Yes. I’d say that it’s entirely a function of bus width and frequency, but there’s also efficiency. Both NVIDIA and AMD have efficient memory controllers, though, and so that doesn’t scale over time.

There are always some problems that require more math. Having an unbalanced system doesn’t mean that things don’t get faster at all; it just means that it doesn’t get faster at the rate you’d otherwise expect. If half of the frame is math-limited and you make just the math 20% faster, then your frame gets 10% faster. It’s still a win, but the !/$ goes down.

Only for some people. It’s useful for others, especially with SLI in the picture.

You need more than 4 GB at the very highest settings. The bandwidth is fine; it’s the capacity that’s limited. No one wants a super-fast card that can’t do 4k, even if it can do 1080p at zillions of fps.

Also, premise 1 isn’t correct. The Fury X is at the reticle limit. It has as many SPs as they can fit at the current process node.

In terms of sales, it’s all over the place. It depends on the game, the marketing, the features both of single and multi-player.

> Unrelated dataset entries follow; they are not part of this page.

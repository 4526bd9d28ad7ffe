//! Order ledger service.

use std::time::Instant;

use chrono::Utc;
use common::{ActorId, OrderId};
use doc_store::{DocumentKey, DocumentQuery, DocumentStore};
use tracing::{info, warn};

use super::{Order, OrderStatus};
use crate::cart::owner_lines;
use crate::error::{LedgerError, Result};
use crate::normalize::BuyerProfile;
use crate::pipeline::{Pipeline, USER_DATA};
use crate::sales;
use crate::stock::{Reservation, StockLocation};
use crate::transaction::{RetryPolicy, Transaction, with_retry};

fn partition(pipeline: Pipeline, status: OrderStatus) -> &'static str {
    match status {
        OrderStatus::Pending => pipeline.pending_orders(),
        OrderStatus::Confirmed => pipeline.confirmed_orders(),
        OrderStatus::Cancelled => pipeline.cancelled_orders(),
    }
}

fn order_key(pipeline: Pipeline, status: OrderStatus, order_id: OrderId) -> DocumentKey {
    DocumentKey::new(partition(pipeline, status), order_id.to_string())
}

/// Records checkouts and drives orders through their state machine.
///
/// Each state has its own partition. Settling an order deletes the pending
/// document under its observed version and inserts the terminal copy under
/// an absent precondition, so the pending version acts as an idempotency
/// token: a replayed confirm or cancel finds the terminal copy and fails
/// with `AlreadyTerminal` without touching stock or sales.
pub struct OrderLedger<S: DocumentStore> {
    store: S,
    retry: RetryPolicy,
}

impl<S: DocumentStore> OrderLedger<S> {
    /// Creates an order ledger over `store`.
    pub fn new(store: S, retry: RetryPolicy) -> Self {
        Self { store, retry }
    }

    /// Converts the owner's cart into a pending order and clears the cart.
    ///
    /// Stock reserved by the cart lines carries over to the order. Pipelines
    /// with a checkout stock re-validate and decrement it for every line; a
    /// single short line aborts the whole checkout.
    #[tracing::instrument(skip(self))]
    pub async fn checkout(&self, pipeline: Pipeline, owner: &ActorId) -> Result<Order> {
        let started = Instant::now();
        let store = &self.store;

        let order = with_retry(&self.retry, "checkout", move || async move {
            let mut tx = Transaction::new(store);
            let lines = owner_lines(&mut tx, pipeline, owner).await?;
            if lines.is_empty() {
                return Err(LedgerError::EmptyCart {
                    owner_id: owner.clone(),
                });
            }

            if let Some(checkout_stock) = StockLocation::checkout(pipeline) {
                for line in &lines {
                    checkout_stock
                        .reserve(
                            &mut tx,
                            &line.catalog_item_id,
                            Reservation::Exact(line.quantity),
                        )
                        .await?;
                }
            }

            let order = Order::pending(pipeline, owner.clone(), &lines)?;
            tx.insert(order_key(pipeline, OrderStatus::Pending, order.id), &order)?;
            for line in &lines {
                tx.delete(DocumentKey::new(pipeline.cart(), line.id.as_str()));
            }
            tx.commit().await?;
            Ok(order)
        })
        .await?;

        metrics::histogram!("ledger_checkout_duration_seconds", "pipeline" => pipeline.as_str())
            .record(started.elapsed().as_secs_f64());
        metrics::counter!("ledger_orders_created_total", "pipeline" => pipeline.as_str())
            .increment(1);
        info!(
            %pipeline,
            order_id = %order.id,
            owner = %owner,
            lines = order.line_items.len(),
            total = %order.total_amount,
            "order placed"
        );
        Ok(order)
    }

    /// Confirms a pending order.
    ///
    /// Moves it to the confirmed partition with the buyer's profile attached
    /// and increments the sales aggregates in the same batch.
    #[tracing::instrument(skip(self))]
    pub async fn confirm(&self, pipeline: Pipeline, order_id: OrderId) -> Result<Order> {
        let store = &self.store;

        let order = with_retry(&self.retry, "confirm_order", move || async move {
            let mut tx = Transaction::new(store);
            let pending = Self::load_pending(&mut tx, pipeline, order_id).await?;
            pending.status.ensure_transition(order_id, OrderStatus::Confirmed)?;

            let profile = Self::buyer_profile(store, &pending.buyer_id).await;
            let confirmed = Order {
                status: OrderStatus::Confirmed,
                confirmed_at: Some(Utc::now()),
                buyer_name: Some(profile.display_name),
                buyer_address: Some(profile.address),
                ..pending
            };

            tx.delete(order_key(pipeline, OrderStatus::Pending, order_id));
            tx.insert(order_key(pipeline, OrderStatus::Confirmed, order_id), &confirmed)?;
            sales::record_confirmed_order(&mut tx, &confirmed).await?;

            if pipeline.placeholder_on_confirm() {
                let catalog = StockLocation::catalog(pipeline);
                for line in &confirmed.line_items {
                    catalog.ensure_placeholder(&mut tx, line.restock()).await?;
                }
            }

            tx.commit().await?;
            Ok(confirmed)
        })
        .await?;

        metrics::counter!("ledger_orders_confirmed_total", "pipeline" => pipeline.as_str())
            .increment(1);
        metrics::counter!("ledger_revenue_cents_total", "pipeline" => pipeline.as_str())
            .increment(order.total_amount.cents().max(0) as u64);
        info!(%pipeline, order_id = %order_id, total = %order.total_amount, "order confirmed");
        Ok(order)
    }

    /// Cancels a pending order and returns its quantities to stock.
    ///
    /// Every line goes back to the catalog and, where the pipeline has one,
    /// to the checkout stock. Missing stock documents are recreated.
    #[tracing::instrument(skip(self))]
    pub async fn cancel(&self, pipeline: Pipeline, order_id: OrderId) -> Result<Order> {
        let store = &self.store;

        let order = with_retry(&self.retry, "cancel_order", move || async move {
            let mut tx = Transaction::new(store);
            let pending = Self::load_pending(&mut tx, pipeline, order_id).await?;
            pending.status.ensure_transition(order_id, OrderStatus::Cancelled)?;

            let locations = std::iter::once(StockLocation::catalog(pipeline))
                .chain(StockLocation::checkout(pipeline));
            for location in locations {
                for line in &pending.line_items {
                    location.restore(&mut tx, line.restock()).await?;
                }
            }

            let cancelled = Order {
                status: OrderStatus::Cancelled,
                cancelled_at: Some(Utc::now()),
                ..pending
            };
            tx.delete(order_key(pipeline, OrderStatus::Pending, order_id));
            tx.insert(order_key(pipeline, OrderStatus::Cancelled, order_id), &cancelled)?;
            tx.commit().await?;
            Ok(cancelled)
        })
        .await?;

        metrics::counter!("ledger_orders_cancelled_total", "pipeline" => pipeline.as_str())
            .increment(1);
        info!(%pipeline, order_id = %order_id, units = order.total_units(), "order cancelled");
        Ok(order)
    }

    /// Finds an order in any partition.
    #[tracing::instrument(skip(self))]
    pub async fn get(&self, pipeline: Pipeline, order_id: OrderId) -> Result<Order> {
        for status in [
            OrderStatus::Pending,
            OrderStatus::Confirmed,
            OrderStatus::Cancelled,
        ] {
            if let Some(document) = self.store.get(&order_key(pipeline, status, order_id)).await? {
                return Order::from_document(&document);
            }
        }
        Err(LedgerError::not_found("order", order_id))
    }

    /// Lists orders, oldest first, optionally narrowed to one status and one buyer.
    ///
    /// Documents that cannot be read are skipped with a warning.
    #[tracing::instrument(skip(self))]
    pub async fn list(
        &self,
        pipeline: Pipeline,
        status: Option<OrderStatus>,
        buyer: Option<&ActorId>,
    ) -> Result<Vec<Order>> {
        let statuses = match status {
            Some(status) => vec![status],
            None => vec![
                OrderStatus::Pending,
                OrderStatus::Confirmed,
                OrderStatus::Cancelled,
            ],
        };

        let mut orders = Vec::new();
        for status in statuses {
            let mut query = DocumentQuery::collection(partition(pipeline, status));
            if let Some(buyer) = buyer {
                query = query.field_eq("buyer_id", buyer.as_str());
            }
            for document in self.store.query(query).await? {
                match Order::from_document(&document) {
                    Ok(order) => orders.push(order),
                    Err(e) => warn!(key = %document.key, error = %e, "skipping unreadable order"),
                }
            }
        }

        orders.sort_by(|a, b| a.created_at.cmp(&b.created_at));
        Ok(orders)
    }

    /// Loads the pending copy of an order, reporting `AlreadyTerminal` when
    /// only a settled copy exists.
    async fn load_pending(
        tx: &mut Transaction<'_, S>,
        pipeline: Pipeline,
        order_id: OrderId,
    ) -> Result<Order> {
        if let Some(document) = tx
            .get(&order_key(pipeline, OrderStatus::Pending, order_id))
            .await?
        {
            return Order::from_document(&document);
        }

        for status in [OrderStatus::Confirmed, OrderStatus::Cancelled] {
            if tx.get(&order_key(pipeline, status, order_id)).await?.is_some() {
                return Err(LedgerError::AlreadyTerminal { order_id, status });
            }
        }
        Err(LedgerError::not_found("order", order_id))
    }

    /// Resolves the buyer's display details; read-only and never fails.
    async fn buyer_profile(store: &S, buyer: &ActorId) -> BuyerProfile {
        match store.get(&DocumentKey::new(USER_DATA, buyer.as_str())).await {
            Ok(Some(document)) => BuyerProfile::from_document(&document),
            Ok(None) => BuyerProfile::unknown(),
            Err(e) => {
                warn!(buyer = %buyer, error = %e, "buyer profile unavailable");
                BuyerProfile::unknown()
            }
        }
    }
}
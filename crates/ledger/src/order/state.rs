//! Order state machine.

use std::str::FromStr;

use common::OrderId;
use serde::{Deserialize, Serialize};

use crate::error::{LedgerError, Result};

/// The state of an order in its lifecycle.
///
/// State transitions:
/// ```text
/// Pending ──┬──► Confirmed
///           └──► Cancelled
/// ```
#[derive(Debug, Clone, Copy, PartialEq, Eq, Hash, Serialize, Deserialize, Default)]
#[serde(rename_all = "snake_case")]
pub enum OrderStatus {
    /// Created at checkout, stock is held.
    #[default]
    Pending,

    /// Sale realized (terminal state).
    Confirmed,

    /// Stock returned (terminal state).
    Cancelled,
}

impl OrderStatus {
    /// Returns true if the order can be confirmed in this state.
    pub fn can_confirm(&self) -> bool {
        matches!(self, OrderStatus::Pending)
    }

    /// Returns true if the order can be cancelled in this state.
    pub fn can_cancel(&self) -> bool {
        matches!(self, OrderStatus::Pending)
    }

    /// Returns true if this is a terminal state (no further transitions possible).
    pub fn is_terminal(&self) -> bool {
        matches!(self, OrderStatus::Confirmed | OrderStatus::Cancelled)
    }

    /// Checks that an order in this state may move to `target`.
    ///
    /// Terminal states report `AlreadyTerminal`; any other disallowed move
    /// reports `InvalidTransition`.
    pub fn ensure_transition(&self, order_id: OrderId, target: OrderStatus) -> Result<()> {
        if self.is_terminal() {
            return Err(LedgerError::AlreadyTerminal {
                order_id,
                status: *self,
            });
        }

        let allowed = match target {
            OrderStatus::Confirmed => self.can_confirm(),
            OrderStatus::Cancelled => self.can_cancel(),
            OrderStatus::Pending => false,
        };
        if !allowed {
            return Err(LedgerError::InvalidTransition {
                order_id,
                current: *self,
                action: target.action(),
            });
        }
        Ok(())
    }

    /// Returns the state name as a string.
    pub fn as_str(&self) -> &'static str {
        match self {
            OrderStatus::Pending => "pending",
            OrderStatus::Confirmed => "confirmed",
            OrderStatus::Cancelled => "cancelled",
        }
    }

    fn action(&self) -> &'static str {
        match self {
            OrderStatus::Pending => "reopen",
            OrderStatus::Confirmed => "confirm",
            OrderStatus::Cancelled => "cancel",
        }
    }
}

impl std::fmt::Display for OrderStatus {
    fn fmt(&self, f: &mut std::fmt::Formatter<'_>) -> std::fmt::Result {
        write!(f, "{}", self.as_str())
    }
}

impl FromStr for OrderStatus {
    type Err = String;

    fn from_str(s: &str) -> std::result::Result<Self, Self::Err> {
        match s.trim().to_ascii_lowercase().as_str() {
            "pending" => Ok(OrderStatus::Pending),
            "confirmed" => Ok(OrderStatus::Confirmed),
            "cancelled" | "canceled" => Ok(OrderStatus::Cancelled),
            other => Err(format!("unknown order status: {other}")),
        }
    }
}

#[cfg(test)]
mod tests {
    use super::*;

    #[test]
    fn test_default_status_is_pending() {
        assert_eq!(OrderStatus::default(), OrderStatus::Pending);
    }

    #[test]
    fn test_only_pending_can_confirm_or_cancel() {
        assert!(OrderStatus::Pending.can_confirm());
        assert!(!OrderStatus::Confirmed.can_confirm());
        assert!(!OrderStatus::Cancelled.can_confirm());

        assert!(OrderStatus::Pending.can_cancel());
        assert!(!OrderStatus::Confirmed.can_cancel());
        assert!(!OrderStatus::Cancelled.can_cancel());
    }

    #[test]
    fn test_terminal_states() {
        assert!(!OrderStatus::Pending.is_terminal());
        assert!(OrderStatus::Confirmed.is_terminal());
        assert!(OrderStatus::Cancelled.is_terminal());
    }

    #[test]
    fn test_transition_from_terminal_is_already_terminal() {
        let id = OrderId::new();
        for status in [OrderStatus::Confirmed, OrderStatus::Cancelled] {
            for target in [OrderStatus::Confirmed, OrderStatus::Cancelled] {
                assert!(matches!(
                    status.ensure_transition(id, target),
                    Err(LedgerError::AlreadyTerminal { .. })
                ));
            }
        }
    }

    #[test]
    fn test_pending_to_pending_is_invalid() {
        let result = OrderStatus::Pending.ensure_transition(OrderId::new(), OrderStatus::Pending);
        assert!(matches!(
            result,
            Err(LedgerError::InvalidTransition { action: "reopen", .. })
        ));
        assert!(
            OrderStatus::Pending
                .ensure_transition(OrderId::new(), OrderStatus::Confirmed)
                .is_ok()
        );
    }

    #[test]
    fn test_display_and_parse() {
        assert_eq!(OrderStatus::Pending.to_string(), "pending");
        assert_eq!(OrderStatus::Confirmed.to_string(), "confirmed");
        assert_eq!(OrderStatus::Cancelled.to_string(), "cancelled");
        assert_eq!("Canceled".parse::<OrderStatus>(), Ok(OrderStatus::Cancelled));
        assert!("shipped".parse::<OrderStatus>().is_err());
    }

    #[test]
    fn test_serialization() {
        let json = serde_json::to_string(&OrderStatus::Confirmed).unwrap();
        assert_eq!(json, "\"confirmed\"");
        let deserialized: OrderStatus = serde_json::from_str(&json).unwrap();
        assert_eq!(deserialized, OrderStatus::Confirmed);
    }
}
//! Integration tests for the API server.

use std::sync::OnceLock;

use axum::body::Body;
use axum::http::{Request, StatusCode};
use doc_store::{DocumentKey, DocumentStoreExt, InMemoryDocumentStore};
use ledger::LedgerConfig;
use metrics_exporter_prometheus::PrometheusHandle;
use serde_json::{Value, json};
use tower::ServiceExt;

static METRICS_HANDLE: OnceLock<PrometheusHandle> = OnceLock::new();

fn get_metrics_handle() -> PrometheusHandle {
    METRICS_HANDLE
        .get_or_init(|| {
            let builder = metrics_exporter_prometheus::PrometheusBuilder::new();
            builder
                .install_recorder()
                .expect("failed to install Prometheus recorder")
        })
        .clone()
}

fn setup() -> (axum::Router, InMemoryDocumentStore) {
    let store = InMemoryDocumentStore::new();
    let state = api::create_default_state(store.clone(), LedgerConfig::default());
    (api::create_app(state, get_metrics_handle()), store)
}

async fn send(
    app: &axum::Router,
    method: &str,
    uri: &str,
    body: Option<Value>,
) -> (StatusCode, Value) {
    let builder = Request::builder().method(method).uri(uri);
    let request = match body {
        Some(body) => builder
            .header("content-type", "application/json")
            .body(Body::from(serde_json::to_string(&body).unwrap()))
            .unwrap(),
        None => builder.body(Body::empty()).unwrap(),
    };

    let response = app.clone().oneshot(request).await.unwrap();
    let status = response.status();
    let bytes = axum::body::to_bytes(response.into_body(), usize::MAX)
        .await
        .unwrap();
    let json = if bytes.is_empty() {
        Value::Null
    } else {
        serde_json::from_slice(&bytes).unwrap_or(Value::Null)
    };
    (status, json)
}

async fn post(app: &axum::Router, uri: &str, body: Value) -> (StatusCode, Value) {
    send(app, "POST", uri, Some(body)).await
}

async fn add_line(app: &axum::Router, owner: &str, item_id: &str) -> (StatusCode, Value) {
    let uri = format!("/carts/plants/{owner}/lines");
    post(app, &uri, json!({ "item_id": item_id })).await
}

async fn seed_plant(store: &InMemoryDocumentStore, id: &str, quantity: u32) {
    store
        .put_unchecked(
            DocumentKey::new("inventory", id),
            &json!({"name": "Fern", "unit_price_cents": 1000, "quantity": quantity}),
        )
        .await
        .unwrap();
}

#[tokio::test]
async fn test_health_check() {
    let (app, _) = setup();
    let (status, json) = send(&app, "GET", "/health", None).await;
    assert_eq!(status, StatusCode::OK);
    assert_eq!(json["status"], "ok");
}

#[tokio::test]
async fn test_metrics_endpoint() {
    let (app, _) = setup();
    let response = app
        .oneshot(
            Request::builder()
                .uri("/metrics")
                .body(Body::empty())
                .unwrap(),
        )
        .await
        .unwrap();
    assert_eq!(response.status(), StatusCode::OK);
}

#[tokio::test]
async fn test_list_and_get_catalog() {
    let (app, store) = setup();
    seed_plant(&store, "p1", 3).await;
    seed_plant(&store, "p2", 0).await;

    let (status, json) = send(&app, "GET", "/catalog/plants?in_stock=true", None).await;
    assert_eq!(status, StatusCode::OK);
    assert_eq!(json.as_array().unwrap().len(), 1);
    assert_eq!(json[0]["id"], "p1");

    let (status, json) = send(&app, "GET", "/catalog/plants/p2", None).await;
    assert_eq!(status, StatusCode::OK);
    assert_eq!(json["quantity"], 0);

    let (status, _) = send(&app, "GET", "/catalog/plants/missing", None).await;
    assert_eq!(status, StatusCode::NOT_FOUND);

    let (status, json) = send(&app, "GET", "/catalog/seeds", None).await;
    assert_eq!(status, StatusCode::BAD_REQUEST);
    assert!(json["error"].as_str().unwrap().contains("seeds"));
}

#[tokio::test]
async fn test_list_item_accepts_form_strings() {
    let (app, _) = setup();
    let (status, json) = send(
        &app,
        "POST",
        "/catalog/materials",
        Some(json!({"id": "m1", "name": "Peat", "unit_price": "12.50", "quantity": "7"})),
    )
    .await;

    assert_eq!(status, StatusCode::CREATED);
    assert_eq!(json["unit_price_cents"], 1250);
    assert_eq!(json["quantity"], 7);
    assert_eq!(json["category"], "material");
}

#[tokio::test]
async fn test_adjust_stock() {
    let (app, store) = setup();
    seed_plant(&store, "p1", 2).await;

    let (status, json) = post(&app, "/catalog/plants/p1/adjust", json!({"delta": 3})).await;
    assert_eq!(status, StatusCode::OK);
    assert_eq!(json["quantity"], 5);

    let (status, _) = post(&app, "/catalog/plants/p1/adjust", json!({"delta": -9})).await;
    assert_eq!(status, StatusCode::CONFLICT);
}

#[tokio::test]
async fn test_promote_growth_record() {
    let (app, store) = setup();
    store
        .put_unchecked(
            DocumentKey::new("plant_growth", "g1"),
            &json!({"common_name": "Monstera"}),
        )
        .await
        .unwrap();

    let (status, json) = send(
        &app,
        "POST",
        "/growth/g1/promote",
        Some(json!({"quantity": 4, "unit_price": 25})),
    )
    .await;
    assert_eq!(status, StatusCode::CREATED);
    assert_eq!(json["name"], "Monstera");
    assert_eq!(json["unit_price_cents"], 2500);

    let body = json!({"quantity": 1, "unit_price": 1});
    let (status, _) = post(&app, "/growth/g1/promote", body).await;
    assert_eq!(status, StatusCode::NOT_FOUND);
}

#[tokio::test]
async fn test_cart_reservation_flow() {
    let (app, store) = setup();
    seed_plant(&store, "p1", 1).await;

    let (status, line) = add_line(&app, "a", "p1").await;
    assert_eq!(status, StatusCode::CREATED);
    assert_eq!(line["quantity"], 1);

    let (status, _) = add_line(&app, "b", "p1").await;
    assert_eq!(status, StatusCode::CONFLICT);

    let (status, _) = add_line(&app, "a", "p1").await;
    assert_eq!(status, StatusCode::CONFLICT);

    let (status, view) = send(&app, "GET", "/carts/plants/a", None).await;
    assert_eq!(status, StatusCode::OK);
    assert_eq!(view["lines"][0]["available"], 0);
    assert_eq!(view["subtotal_cents"], 1000);

    let line_uri = format!("/carts/plants/a/lines/{}", line["id"].as_str().unwrap());
    let (status, _) = send(&app, "DELETE", &line_uri, None).await;
    assert_eq!(status, StatusCode::OK);

    let (_, item) = send(&app, "GET", "/catalog/plants/p1", None).await;
    assert_eq!(item["quantity"], 1);

    let (status, _) = send(&app, "DELETE", &line_uri, None).await;
    assert_eq!(status, StatusCode::NOT_FOUND);
}

#[tokio::test]
async fn test_update_line_quantity() {
    let (app, store) = setup();
    seed_plant(&store, "p1", 5).await;

    let (_, line) = add_line(&app, "a", "p1").await;
    let uri = format!("/carts/plants/a/lines/{}", line["id"].as_str().unwrap());

    let (status, updated) = send(&app, "PATCH", &uri, Some(json!({"quantity": "3"}))).await;
    assert_eq!(status, StatusCode::OK);
    assert_eq!(updated["quantity"], 3);

    let (status, _) = send(&app, "PATCH", &uri, Some(json!({"quantity": -1}))).await;
    assert_eq!(status, StatusCode::BAD_REQUEST);
}

#[tokio::test]
async fn test_checkout_confirm_and_sales() {
    let (app, store) = setup();
    seed_plant(&store, "p1", 5).await;

    let (_, line) = add_line(&app, "u1", "p1").await;
    let uri = format!("/carts/plants/u1/lines/{}", line["id"].as_str().unwrap());
    send(&app, "PATCH", &uri, Some(json!({"quantity": 2}))).await;

    let (status, order) = send(&app, "POST", "/carts/plants/u1/checkout", None).await;
    assert_eq!(status, StatusCode::CREATED);
    assert_eq!(order["status"], "pending");
    assert_eq!(order["total_amount_cents"], 2000);
    let order_id = order["id"].as_str().unwrap();

    let confirm_uri = format!("/orders/plants/{order_id}/confirm");
    let (status, confirmed) = send(&app, "POST", &confirm_uri, None).await;
    assert_eq!(status, StatusCode::OK);
    assert_eq!(confirmed["status"], "confirmed");
    assert_eq!(confirmed["buyer_name"], "Unknown");

    let (status, _) = send(&app, "POST", &confirm_uri, None).await;
    assert_eq!(status, StatusCode::CONFLICT);

    let (_, summary) = send(&app, "GET", "/sales/plants/summary", None).await;
    assert_eq!(summary["total_revenue_cents"], 2000);
    assert_eq!(summary["total_orders_confirmed"], 1);

    let (_, products) = send(&app, "GET", "/sales/plants/products?by=units&limit=5", None).await;
    assert_eq!(products[0]["product_id"], "p1");
    assert_eq!(products[0]["units_sold"], 2);

    let (_, orders) = send(&app, "GET", "/orders/plants?status=confirmed&buyer=u1", None).await;
    assert_eq!(orders.as_array().unwrap().len(), 1);
}

#[tokio::test]
async fn test_cancel_restores_stock() {
    let (app, store) = setup();
    seed_plant(&store, "p1", 2).await;

    add_line(&app, "u1", "p1").await;
    let (_, order) = send(&app, "POST", "/carts/plants/u1/checkout", None).await;
    let order_id = order["id"].as_str().unwrap();

    let cancel_uri = format!("/orders/plants/{order_id}/cancel");
    let (status, cancelled) = send(&app, "POST", &cancel_uri, None).await;
    assert_eq!(status, StatusCode::OK);
    assert_eq!(cancelled["status"], "cancelled");

    let (_, item) = send(&app, "GET", "/catalog/plants/p1", None).await;
    assert_eq!(item["quantity"], 2);

    let (status, fetched) = send(&app, "GET", &format!("/orders/plants/{order_id}"), None).await;
    assert_eq!(status, StatusCode::OK);
    assert_eq!(fetched["status"], "cancelled");
}

#[tokio::test]
async fn test_checkout_empty_cart_is_bad_request() {
    let (app, _) = setup();
    let (status, json) = send(&app, "POST", "/carts/plants/nobody/checkout", None).await;
    assert_eq!(status, StatusCode::BAD_REQUEST);
    assert!(json["error"].as_str().unwrap().contains("empty"));
}

#[tokio::test]
async fn test_order_id_must_be_uuid() {
    let (app, _) = setup();
    let (status, _) = send(&app, "GET", "/orders/plants/not-a-uuid", None).await;
    assert_eq!(status, StatusCode::BAD_REQUEST);

    let (status, _) = send(&app, "GET", "/orders/plants?status=shipped", None).await;
    assert_eq!(status, StatusCode::BAD_REQUEST);
}

#[tokio::test]
async fn test_clear_cart() {
    let (app, store) = setup();
    seed_plant(&store, "p1", 2).await;
    add_line(&app, "u1", "p1").await;

    let (status, json) = send(&app, "DELETE", "/carts/plants/u1", None).await;
    assert_eq!(status, StatusCode::OK);
    assert_eq!(json["removed"], 1);
}
//! Order and inventory ledger for the nursery storefront.
//!
//! This crate provides the transactional core shared by every actor role:
//! - [`CatalogStore`]: plant and material listings with their stock on hand
//! - [`CartAggregator`]: per-actor cart lines that reserve stock when added
//! - [`OrderLedger`]: checkout and the pending → confirmed | cancelled state machine
//! - [`SalesReport`]: the realized-sales aggregates written on confirmation
//!
//! Every stock mutation runs as a [`Transaction`] against a
//! [`doc_store::DocumentStore`] and is retried under a [`RetryPolicy`]
//! when another client wins the race.

pub mod cart;
pub mod catalog;
pub mod config;
pub mod error;
pub mod ledger;
pub mod money;
pub mod normalize;
pub mod order;
pub mod pipeline;
pub mod sales;
pub mod stock;
pub mod transaction;

pub use cart::{CartAggregator, CartLine, CartLineView, CartView};
pub use catalog::{CatalogFilter, CatalogItem, CatalogStore, NewCatalogItem};
pub use common::{ActorId, ItemId, LineId, OrderId};
pub use config::LedgerConfig;
pub use error::{LedgerError, Result};
pub use ledger::Ledger;
pub use money::Money;
pub use normalize::BuyerProfile;
pub use order::{Order, OrderLedger, OrderLine, OrderStatus};
pub use pipeline::{Pipeline, ReservationPolicy};
pub use sales::{ProductSales, SalesRanking, SalesReport, SalesSummary};
pub use transaction::{RetryPolicy, Transaction, with_retry};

Big budget, games with large marketing campaigns typically do a lot better in sales on consoles than they do on PC. But there are exceptions. The Witcher 3 sold a full third of it’s copies on PC beating out the Xbox One. Games like Portal 2 and Skyrim did better on PC as well (the latter selling a full half of it’s copies on PC.

But gargantuan AAA titles like say Call of Duty or GTA V sold incredible numbers on consoles - specially when you take into account last gen console sales.

At this point in time most publishers realize there’s a lot of money to be made on PC, and many port their games to the platform, usually with some extra graphics goodies thrown in, or performance improvements.

A few will actually take even more advantage of the PC with exclusive multiplayer features, advanced graphics improvements, mod support etc.

But ultimately, unless the game is truly geared for PC only release (and remember there is no Sony or Microsoft to buy out games from developers and lock them in as exclusives so most PC exclusives are from genres that do a lot better on PC or require mouse and keyboard input), it needs ot run on consoles, and that will always place a limit on what can be done without adding huge costs and development time.

The elephant in the room is VR. I predict that the next year is going to become the year in which the gaming PC takes center stage again, because VR really is revolutionary, and the current hardware requirements to make it work well are beyond the current generation of consoles.

2016 will see the introduction of VR hardware with early adopters, but the general public will be right behind them as more people experience what it’s like and become instantly sold.

2017 will be the big year in which VR capability becomes a must-have for new computers, huge new killer games and apps will appear, and old-style console gaming will start to look passe’.

The minimum spec for VR that doesn’t make you motion sick and has decent resolution will require the equivalent of a GTX 980. And when the next gen goggles show up with twice the resolution, graphics power will be the limiting factor. There’s no way the consoles will be able to keep up, and VR on them will always be a second-rate experience.

I’m not convinced that VR is going to be the next big thing. Even with all the expensive interfaces, there’s a huge gap in making this something even most gamers really want to play. VR systems as they stand today aren’t able to deliver good interfaces, either, and that’s a huge hurdle to overcome. The first team to figure this out might create the first “killer app” for VR, but gaming has been trending in the other direction, away from hard-core experiences in favor of more casual and open play.

Sony is working on a VR rig for the PS4 (imaginatively named PlayStation VR) and it will likely be released before the consumer version of the Oculus Rift. I haven’t tried it myself yet, but the general consensus is that it’s an experience that’s roughly on par with the Rift.

That said, I agree with smiling bandit, VR is probably a dead end when it comes to the mass market.

Only in relative terms. PC GPU sales are still quite strong. Ten million grandmas playing Candy Crush on their iPads don’t affect the hardcore market at all.